Introduction of Graphs

A graph consists of two sets V and E.

• V is finite and non empty set of vertices
• E is a set of edges connecting two vertices. 

Graphs can be directed or undirected

Directed Graph: If all the edges of a graph have specific direction then this type of graph is called directed graph.For Example: V = {1,2,3,4} and E={(1,2), (2,3), (2,4), (3,1), (4,1), (4,3)}Then Directed Graph G={V,E} represented as

Undirected Graph: If all the edges of the graphs has no specific direction then this type of graph  is known as undirected graph.For Example: V = {1,2,3,4} and E={(1,2), (1,3),(1,4), (2,1),(2,3),(2,4), (3,1),(3,2),(3,4), (4,1),(4,2), (4,3)}Then Undirected Graph G={V,E} represented as

 Representation of Graph

Adjacency Matrix: It is the two dimensional array or matrix representation of graph. In the matrix, the element a(i,j)= 0 if there is no edge between vertex i and j; the element a(i,j)=1 if there is an edge between vertex i and j. It is also known as Static Representation of graph.
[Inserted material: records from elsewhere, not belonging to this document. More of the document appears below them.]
//!
//! # Path Traversal
//!
//! A [PathCursor] walks a [DefPath] in either direction, reporting the [PathItem] tag of each token,
//! and exposes typed accessors for the token it currently sits on.
//! Cursors borrow their path immutably, so any number may traverse the same path at once.
//!
//! Typical replay of a path, branching on each tag:
//!
//! ```
//! use def21::{DefPath, PathItem};
//!
//! let mut path = DefPath::new();
//! path.add_layer("M1");
//! path.add_point(0, 0);
//!
//! let mut cursor = path.traverse();
//! while let Some(item) = cursor.next() {
//!     match item {
//!         PathItem::Layer => assert_eq!(cursor.layer(), Some("M1")),
//!         PathItem::Point => assert_eq!(cursor.point().map(|p| p.x), Some(0)),
//!         _ => (),
//!     }
//! }
//! ```
//!

// Crates.io Imports
use log::warn;

// Local Imports
use crate::data::{DefInt, DefOrient, DefPoint};
use crate::path::{DefPath, FlushPoint, PathItem, PathToken, ViaData, ViaMask, ViaRect};

/// # Path Cursor
///
/// Position is one of `-1` (before the first token), a valid token index, or `len` (after the last token).
/// Stepping past either end returns `None` and leaves the cursor parked just outside the sequence.
#[derive(Debug, Clone)]
pub struct PathCursor<'p> {
    path: &'p DefPath,
    pos: isize,
}
impl<'p> PathCursor<'p> {
    /// Create a cursor before the first token of `path`, ready for forward traversal
    pub fn new(path: &'p DefPath) -> Self {
        Self { path, pos: -1 }
    }
    /// Create a cursor after the last token of `path`, ready for backward traversal
    pub fn new_backwards(path: &'p DefPath) -> Self {
        Self {
            path,
            pos: path.len() as isize,
        }
    }
    /// Reset to before the first token
    pub fn init_traverse(&mut self) {
        self.pos = -1;
    }
    /// Reset to after the last token
    pub fn init_traverse_backwards(&mut self) {
        self.pos = self.path.len() as isize;
    }
    /// Step backwards, returning the [PathItem] tag of the new current token,
    /// or `None` once we move before the first token.
    pub fn prev(&mut self) -> Option<PathItem> {
        if self.pos >= 0 {
            self.pos -= 1;
        }
        self.token().map(PathToken::item)
    }
    /// Get the token under the cursor, if there is one
    pub fn token(&self) -> Option<&'p PathToken> {
        let path: &'p DefPath = self.path;
        usize::try_from(self.pos)
            .ok()
            .and_then(|idx| path.tokens().get(idx))
    }

    pub fn layer(&self) -> Option<&'p str> {
        match self.token() {
            Some(PathToken::Layer(s)) => Some(s.as_str()),
            other => self.mismatch(PathItem::Layer, other),
        }
    }
    pub fn via(&self) -> Option<&'p str> {
        match self.token() {
            Some(PathToken::Via(s)) => Some(s.as_str()),
            other => self.mismatch(PathItem::Via, other),
        }
    }
    pub fn shape(&self) -> Option<&'p str> {
        match self.token() {
            Some(PathToken::Shape(s)) => Some(s.as_str()),
            other => self.mismatch(PathItem::Shape, other),
        }
    }
    pub fn taper_rule(&self) -> Option<&'p str> {
        match self.token() {
            Some(PathToken::TaperRule(s)) => Some(s.as_str()),
            other => self.mismatch(PathItem::TaperRule, other),
        }
    }
    pub fn width(&self) -> Option<DefInt> {
        match self.token() {
            Some(PathToken::Width(w)) => Some(*w),
            other => self.mismatch(PathItem::Width, other),
        }
    }
    pub fn style(&self) -> Option<i32> {
        match self.token() {
            Some(PathToken::Style(s)) => Some(*s),
            other => self.mismatch(PathItem::Style, other),
        }
    }
    pub fn via_rotation(&self) -> Option<DefOrient> {
        match self.token() {
            Some(PathToken::ViaRotation(o)) => Some(*o),
            other => self.mismatch(PathItem::ViaRotation, other),
        }
    }
    pub fn mask(&self) -> Option<i32> {
        match self.token() {
            Some(PathToken::Mask(m)) => Some(*m),
            other => self.mismatch(PathItem::Mask, other),
        }
    }
    pub fn via_rect(&self) -> Option<ViaRect> {
        match self.token() {
            Some(PathToken::ViaRect(r)) => Some(*r),
            other => self.mismatch(PathItem::ViaRect, other),
        }
    }
    pub fn via_data(&self) -> Option<ViaData> {
        match self.token() {
            Some(PathToken::ViaData(d)) => Some(*d),
            other => self.mismatch(PathItem::ViaData, other),
        }
    }
    pub fn point(&self) -> Option<DefPoint> {
        match self.token() {
            Some(PathToken::Point(p)) => Some(*p),
            other => self.mismatch(PathItem::Point, other),
        }
    }
    pub fn flush_point(&self) -> Option<FlushPoint> {
        match self.token() {
            Some(PathToken::FlushPoint(p)) => Some(*p),
            other => self.mismatch(PathItem::FlushPoint, other),
        }
    }
    pub fn virtual_point(&self) -> Option<DefPoint> {
        match self.token() {
            Some(PathToken::VirtualPoint(p)) => Some(*p),
            other => self.mismatch(PathItem::VirtualPoint, other),
        }
    }
    pub fn via_mask(&self) -> Option<ViaMask> {
        match self.token() {
            Some(PathToken::ViaMask(m)) => Some(*m),
            other => self.mismatch(PathItem::ViaMask, other),
        }
    }
    pub fn via_top_mask(&self) -> Option<i32> {
        self.via_mask().map(|m| m.top())
    }
    pub fn via_cut_mask(&self) -> Option<i32> {
        self.via_mask().map(|m| m.cut())
    }
    pub fn via_bottom_mask(&self) -> Option<i32> {
        self.via_mask().map(|m| m.bottom())
    }
    /// Report an accessor called on the wrong kind of token, or with no token under the cursor
    fn mismatch<T>(&self, expected: PathItem, found: Option<&PathToken>) -> Option<T> {
        match found {
            Some(tok) => warn!(
                "Path accessor for {:?} called on {:?} at position {}",
                expected,
                tok.item(),
                self.pos
            ),
            None => warn!(
                "Path accessor for {:?} called at position {}, outside the path",
                expected, self.pos
            ),
        }
        None
    }
}
impl<'p> Iterator for PathCursor<'p> {
    type Item = PathItem;
    /// Step forward, returning the [PathItem] tag of the new current token,
    /// or `None` once we move past the last token.
    fn next(&mut self) -> Option<PathItem> {
        let len = self.path.len() as isize;
        if self.pos < len {
            self.pos += 1;
        }
        self.token().map(PathToken::item)
    }
}

#[cfg(test)]
mod tests {
    use super::*;

    #[test]
    fn cursor_saturates_at_ends() {
        let mut path = DefPath::new();
        path.add_width(5);
        let mut c = path.traverse();
        assert_eq!(c.next(), Some(PathItem::Width));
        assert_eq!(c.next(), None);
        assert_eq!(c.next(), None);
        // One step back from the parked position lands on the last token again
        assert_eq!(c.prev(), Some(PathItem::Width));
        assert_eq!(c.width(), Some(5));
        assert_eq!(c.prev(), None);
        assert_eq!(c.prev(), None);
        assert_eq!(c.next(), Some(PathItem::Width));
    }
    #[test]
    fn accessors_before_traversal() {
        let mut path = DefPath::new();
        path.add_layer("M2");
        let c = path.traverse();
        assert_eq!(c.token(), None);
        assert_eq!(c.layer(), None);
    }
}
For Example : Consider the following Directed Graph.  The Adjacent Matrix is 

        1    2     3     4

1      0    1     0     0

2      0    0     0     1

3      0    0     0     0

4      1    0     1     0




Consider the following Undirected Graph.  The Adjacent Matrix is  

        1    2     3     4

1      0    1     0     1

2      1    0     0     1

3      0    0     0     0

4      1    1     1     0

Adjacency List: It is the list representation of graphs. In this representation, if there are n vertices then there are n linked list for each vertex of graph. It is also known as Dynamic Representation of graph.

Traversing a Graphs

Exploring each vertex of the graph is known as traversing a graph. The order in which we explored the vertices depend upon what kind of data structure is used.  The two common graph traversal method are

1. Breadth First Search (BFS)
2. Depth First Search (DFS)

Spanning Tree 

A tree T is a spanning tree of a graph G={V,E} if every vertex of G belongs to an edge in T and theedges in T form a tree. Details...

Graph Traversal - Breadth First Search

Breadth First Search can be used to find the shortest distance between some starting vertex and remaining vertex of the graph. In this method, all the vertices are stored in a Queue and each vertex of the graph is visited or explored once. The oldest vertex (added first) in the Queue is explored first. To traverse the graph using breadth first search, Adjacent List of a graph is created first.

EXAMPLE

For Example : Consider the following Graph

The Adjacent List is

11 -> 12,18,13

12-> 11,14,15

13-> 11,16,17

14-> 12,18

15-> 12,18

16-> 13,18

17-> 13,18

18-> 14,15,11,16,17

Let us suppose that starting node is 11, The steps to traverse graph using Breadth First Search Is

Step 1: Add 11 to queue

Front: 1                    Queue: 11

Rear:1

Step 2: Delete element at Front  position (11) and add all the adjacent nodes of deletd not that are not visited.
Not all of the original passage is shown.